Due process is satisfied "so long as the contacts resulted from the defendant's purposeful conduct and not the unilateral activities of the plaintiff." Lebel, 115 N.J. at 323 (citing World-Wide Volkswagen Corp. v. Woodson, 444 U.S. 286, 297-98, 100 S. Ct. 559, 567-68, 62 L. Ed. 2d 490, 501-02 (1980)). In determining whether the defendant's contacts are purposeful, a court must examine the defendant's "conduct and connection" with the forum state and determine whether the defendant should "reasonably anticipate being haled into court [in the forum state]." World-Wide Volkswagen, 444 U.S. at 297, 100 S. Ct. at 567, 62 L. Ed. 2d at 501. "[T]he existence of minimum contacts turns on the presence or absence of intentional acts of the defendant to avail itself of some benefit of a forum state." Waste Management, supra, 138 N.J. at 126. The minimum contacts of a defendant are evaluated on a case-by-case basis. Blakey, 164 N.J. at 66, citing Waste Management, 138 N.J. at 122.

Because "minimum contacts" requires that the contacts supporting jurisdiction result from the defendant's purposeful conduct and not the unilateral actions of the plaintiff, see World-Wide Volkswagen, 444 U.S. at 297-98, 100 S. Ct. at 567-68, 62 L. Ed. 2d at 501-02, New Jersey courts have found it significant to identify the initiator of the commercial contact. See Avdel, supra, 58 N.J. at 272-73; Elizabeth Iron Works v. Kevon Const. Corp., 155 N.J. Super 175, 179 (App.Div.1976); Resin Research Labs., Inc. v. Gemini Roller Corp., 105 N.J. Super. 401, 404 (App.Div.1969).

[Bayway Ref. v. State Util., 333 N.J. Super. 420, 428-430 (App. Div.), certif. denied, 165 N.J. 605 (2000).]

In addressing jurisdictional issues, which are matters of law, we consider the issue de novo. Mastondrea v. Occidental Hotels Mgmt., 391 N.J. Super. 261, 268 (App. Div. 2007).

In weighing the sufficiency of the contacts our Supreme Court has considered:

whether the cause of action arose out of the defendant's contacts within this State. If the two are related, the contacts support the exercise of jurisdiction . . . The more the defendant has purposefully directed its activities to the forum state, and the greater the benefits it has received from its contacts within the forum state, the more reasonable the exercise of jurisdiction becomes.

[Waste Mgmt., supra, 138 N.J. at 123.]

The Court further elaborated that, "the defendant must be aware that the transaction 'will have direct consequences in [the forum state] such that it should [be] aware of the possibility of litigation arising in that forum'". Id. at 124.

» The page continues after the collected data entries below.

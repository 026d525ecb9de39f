//! CSV ingestion and enriched-output writing.
//!
//! Input files carry one [`ChainQuote`] per row under the vendor header;
//! output files repeat the quote columns and append everything the solves
//! produced. Both directions go through `csv` with serde, so the column
//! set lives on the record types rather than in format strings.

use std::io::{Read, Write};
use std::path::Path;

use chrono::NaiveDate;
use quant_models::instruments::OptionKind;
use serde::{Deserialize, Serialize};

use crate::analytics::AnalysedQuote;
use crate::error::{ChainError, Result};
use crate::record::ChainQuote;

/// Reads and validates every quote in a chain CSV.
///
/// Parsing failures surface as [`ChainError::Csv`]; rows that parse but
/// carry a non-positive strike or expiry are rejected as
/// [`ChainError::InvalidRecord`] with their 1-based file line. Pricing-level
/// problems such as missing quotes are not errors here; those rows are
/// skipped later by [`OptionChain::analyse`](crate::OptionChain::analyse).
pub fn read_quotes<P: AsRef<Path>>(path: P) -> Result<Vec<ChainQuote>> {
    collect_quotes(csv::Reader::from_path(path)?)
}

fn collect_quotes<R: Read>(mut reader: csv::Reader<R>) -> Result<Vec<ChainQuote>> {
    let mut quotes = Vec::new();
    for (index, row) in reader.deserialize::<ChainQuote>().enumerate() {
        // Header occupies line 1.
        let line = index as u64 + 2;
        let quote = row?;
        validate(&quote, line)?;
        quotes.push(quote);
    }
    Ok(quotes)
}

fn validate(quote: &ChainQuote, line: u64) -> Result<()> {
    if !(quote.strike > 0.0 && quote.strike.is_finite()) {
        return Err(ChainError::InvalidRecord {
            line,
            reason: format!("strike must be positive and finite, got {}", quote.strike),
        });
    }
    if !(quote.years_to_expiry > 0.0 && quote.years_to_expiry.is_finite()) {
        return Err(ChainError::InvalidRecord {
            line,
            reason: format!(
                "years to expiry must be positive and finite, got {}",
                quote.years_to_expiry
            ),
        });
    }
    Ok(())
}

/// Writes analysed rows to a CSV file, header included.
pub fn write_analysis<P: AsRef<Path>>(path: P, rows: &[AnalysedRow]) -> Result<()> {
    let mut writer = csv::Writer::from_path(path)?;
    write_rows(&mut writer, rows)
}

fn write_rows<W: Write>(writer: &mut csv::Writer<W>, rows: &[AnalysedRow]) -> Result<()> {
    for row in rows {
        writer.serialize(row)?;
    }
    writer.flush()?;
    Ok(())
}

/// One flat output row: the original quote columns plus the solved fields.
///
/// Column names keep the vendor vocabulary for the pass-through fields and
/// add `BisectionIV`/`NewtonIV`/`SecantIV` with millisecond timings, the
/// closed-form and central-difference Greek triples, the parity counterpart
/// price and the model price at the bisection volatility.
#[derive(Debug, Clone, PartialEq, Serialize, Deserialize)]
#[serde(rename_all = "PascalCase")]
pub struct AnalysedRow {
    /// Underlying ticker symbol.
    pub ticker: String,
    /// Expiration date.
    pub expiration: NaiveDate,
    /// Year fraction to expiry.
    #[serde(rename = "TimeToMaturity")]
    pub years_to_expiry: f64,
    /// Strike price.
    pub strike: f64,
    /// Call or put.
    #[serde(rename = "OptionType")]
    pub kind: OptionKind,
    /// Last traded price.
    pub last_price: f64,
    /// Best bid.
    pub bid: f64,
    /// Best ask.
    pub ask: f64,
    /// Contracts traded.
    pub volume: u64,
    /// Open contracts.
    pub open_interest: u64,
    /// The vendor's own implied volatility.
    #[serde(rename = "ImpliedVolatility")]
    pub vendor_implied_vol: f64,
    /// Bisection implied volatility.
    #[serde(rename = "BisectionIV")]
    pub bisection_vol: f64,
    /// Bisection solve time in milliseconds.
    #[serde(rename = "BisectionMs")]
    pub bisection_millis: f64,
    /// Newton-Raphson implied volatility.
    #[serde(rename = "NewtonIV")]
    pub newton_vol: f64,
    /// Newton-Raphson solve time in milliseconds.
    #[serde(rename = "NewtonMs")]
    pub newton_millis: f64,
    /// Secant implied volatility.
    #[serde(rename = "SecantIV")]
    pub secant_vol: f64,
    /// Secant solve time in milliseconds.
    #[serde(rename = "SecantMs")]
    pub secant_millis: f64,
    /// Closed-form delta at the bisection volatility.
    #[serde(rename = "Delta_bs")]
    pub delta_bs: f64,
    /// Closed-form gamma.
    #[serde(rename = "Gamma_bs")]
    pub gamma_bs: f64,
    /// Closed-form vega.
    #[serde(rename = "Vega_bs")]
    pub vega_bs: f64,
    /// Central-difference delta.
    #[serde(rename = "Delta_fd")]
    pub delta_fd: f64,
    /// Central-difference gamma.
    #[serde(rename = "Gamma_fd")]
    pub gamma_fd: f64,
    /// Central-difference vega.
    #[serde(rename = "Vega_fd")]
    pub vega_fd: f64,
    /// Parity-implied price of the opposite leg.
    pub parity_price: f64,
    /// Model price at the bisection volatility.
    pub model_price: f64,
    /// Vendor in-the-money flag.
    pub in_the_money: bool,
}

impl AnalysedRow {
    /// Flattens an analysed quote into one output row.
    pub fn from_analysis(ticker: &str, analysed: &AnalysedQuote) -> Self {
        let quote = &analysed.quote;
        let analytics = &analysed.analytics;
        Self {
            ticker: ticker.to_string(),
            expiration: quote.expiration,
            years_to_expiry: quote.years_to_expiry,
            strike: quote.strike,
            kind: quote.kind,
            last_price: quote.last_price,
            bid: quote.bid,
            ask: quote.ask,
            volume: quote.volume,
            open_interest: quote.open_interest,
            vendor_implied_vol: quote.vendor_implied_vol,
            bisection_vol: analytics.bisection_vol,
            bisection_millis: analytics.bisection_millis,
            newton_vol: analytics.newton_vol,
            newton_millis: analytics.newton_millis,
            secant_vol: analytics.secant_vol,
            secant_millis: analytics.secant_millis,
            delta_bs: analytics.analytic.delta,
            gamma_bs: analytics.analytic.gamma,
            vega_bs: analytics.analytic.vega,
            delta_fd: analytics.finite_difference.delta,
            gamma_fd: analytics.finite_difference.gamma,
            vega_fd: analytics.finite_difference.vega,
            parity_price: analytics.parity_price,
            model_price: analytics.model_price,
            in_the_money: quote.in_the_money,
        }
    }
}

In this case, it is clear that plaintiff initiated the contractual relationship and that no prior relationship existed between the parties. It is also clear that there is no direct relationship between defendant and New Jersey. That is, there is no product to be produced in New Jersey, no assets held or business activities being conducted here by defendant. The only relationship between New Jersey and the contract at issue would appear to be that plaintiff's performance under the contract would be undertaken in some measure at plaintiff's home office which is located in New Jersey. However, this fact is not determinative. We have said that in analyzing cases such as this, there is a need for a "highly realistic approach" that examines not merely the contract itself, but prior negotiations and contemplated future consequences. See Creative Business v. Magnum, 267 N.J. Super. 560, 570-571 (App. Div. 1993). Given the nature of this transaction, there is nothing to indicate that plaintiff purposely attempted to avail itself of the benefits or protections of New Jersey law. The efforts by plaintiff to obtain customers who would purchase space on defendant's maps was a nationwide effort and could have been run out of any jurisdiction.

The situation presented in this case is markedly different than cases such as Elizabeth Iron Works, supra, 155 N.J. Super.

175, and Resin Research Lab., supra, 105 N.J. Super. 401. In those cases, the contracted product was manufactured or fabricated in New Jersey. It does not appear that the performance of this contract would have any significant effect in New Jersey. See Bayway Ref., supra, 333 N.J. Super. at 431. The mere existence of a commercial relationship between the parties cannot alone confer jurisdiction unless the foreign corporation entering into the relationship can reasonably have contemplated "significant activities or effects" in the forum state. Ibid.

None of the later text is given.